One thing I’ve learned working with hundreds of businesses: founders are often emotionally attached to their brand identity. That’s not a bad thing, but it can cloud judgment. If you designed your own logo, you might love it, even if it’s hurting your growth. Or maybe your brand name was inspired by your pet. That’s sweet, but if no one understands it, you’re making things harder than they need to be. Sometimes stepping back and letting outside voices weigh in is the best decision you can make.


How Bulk Branded Approaches Branding


At Bulk Branded, we see branding as more than logos and merchandise.

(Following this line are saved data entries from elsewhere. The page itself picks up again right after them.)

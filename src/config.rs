//! Session and host configuration
//!
//! [`SessionConfig`] is the programmatic knob set used by the library.
//! [`FileConfig`] is what the binary reads from a `.json` or `.toml` file.

use serde::{Deserialize, Serialize};
use serde_json::Value;
use std::path::Path;
use std::time::Duration;

use crate::error::{Result, SessionError};
use crate::logging::LoggingConfig;
use crate::protocol::{Diff, State};

/// Change notifications buffered per receiver before it starts lagging
pub const DEFAULT_NOTIFICATION_CAPACITY: usize = 256;

pub const DEFAULT_PORT: u16 = 3000;

#[derive(Debug, Clone)]
pub struct SessionConfig {
    /// Run through `ensure_state` as soon as the session exists
    pub initial_state: Option<State>,

    /// Give up on the handshake after this long. `None` waits forever.
    pub handshake_timeout: Option<Duration>,

    pub notification_capacity: usize,
}

impl Default for SessionConfig {
    fn default() -> Self {
        Self {
            initial_state: None,
            handshake_timeout: None,
            notification_capacity: DEFAULT_NOTIFICATION_CAPACITY,
        }
    }
}

impl SessionConfig {
    pub fn new() -> Self {
        Self::default()
    }

    pub fn with_initial_state(mut self, defaults: impl Into<Diff>) -> Self {
        self.initial_state = Some(defaults.into().into_map());
        self
    }

    pub fn with_handshake_timeout(mut self, timeout: Duration) -> Self {
        self.handshake_timeout = Some(timeout);
        self
    }

    pub fn with_notification_capacity(mut self, capacity: usize) -> Self {
        self.notification_capacity = capacity.max(1);
        self
    }
}

#[derive(Debug, Clone, Serialize, Deserialize)]
#[serde(default)]
pub struct HostConfig {
    pub port: u16,
    /// Sent to every app in the `Init` reply
    pub meta: Value,
    /// Document the host starts with, if any
    pub state: Option<State>,
}

impl Default for HostConfig {
    fn default() -> Self {
        Self {
            port: DEFAULT_PORT,
            meta: Value::Null,
            state: None,
        }
    }
}

#[derive(Debug, Clone, Default, Serialize, Deserialize)]
#[serde(default)]
pub struct SessionFileConfig {
    pub handshake_timeout_ms: Option<u64>,
    pub initial_state: Option<State>,
    pub notification_capacity: Option<usize>,
}

#[derive(Debug, Clone, Default, Serialize, Deserialize)]
#[serde(default)]
pub struct FileConfig {
    pub host: HostConfig,
    pub session: SessionFileConfig,
    pub logging: LoggingConfig,
}

impl FileConfig {
    /// Load from `path`, picking the format by extension (`.toml`, else JSON)
    pub fn load(path: &Path) -> Result<Self> {
        let raw = std::fs::read_to_string(path)
            .map_err(|e| SessionError::Config(format!("cannot read {}: {e}", path.display())))?;

        let is_toml = path
            .extension()
            .and_then(|ext| ext.to_str())
            .is_some_and(|ext| ext.eq_ignore_ascii_case("toml"));

        if is_toml {
            toml::from_str(&raw)
                .map_err(|e| SessionError::Config(format!("{}: {e}", path.display())))
        } else {
            serde_json::from_str(&raw)
                .map_err(|e| SessionError::Config(format!("{}: {e}", path.display())))
        }
    }

    pub fn session_config(&self) -> SessionConfig {
        SessionConfig {
            initial_state: self.session.initial_state.clone(),
            handshake_timeout: self.session.handshake_timeout_ms.map(Duration::from_millis),
            notification_capacity: self
                .session
                .notification_capacity
                .unwrap_or(DEFAULT_NOTIFICATION_CAPACITY)
                .max(1),
        }
    }
}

We think of it as a full ecosystem. If a company’s branding feels disjointed, we can’t create merchandise that feels consistent or premium. So we often act as a quiet advisor, pointing out where a client’s identity might be holding them back.


Some of our most successful projects started with a small suggestion: “What if we simplified your logo before printing it on a thousand hoodies?” That one tweak changed the entire perception of their company.


A rebrand is not a vanity project. It’s a business decision. Done well, it can attract new customers, reposition your company, and energise your team. Done poorly, it’s an expensive distraction.


The good news? You don’t need a big budget to start assessing your brand. This audit is a starting point. Print this checklist. Make time for honest conversations with your team. Ask your customers what they think. And then, if the evidence points to a rebrand, you’ll know it’s the right move.


If not, maybe you just need a refresh, and that’s perfectly fine. Sometimes polishing what you have is the smartest branding move you can make.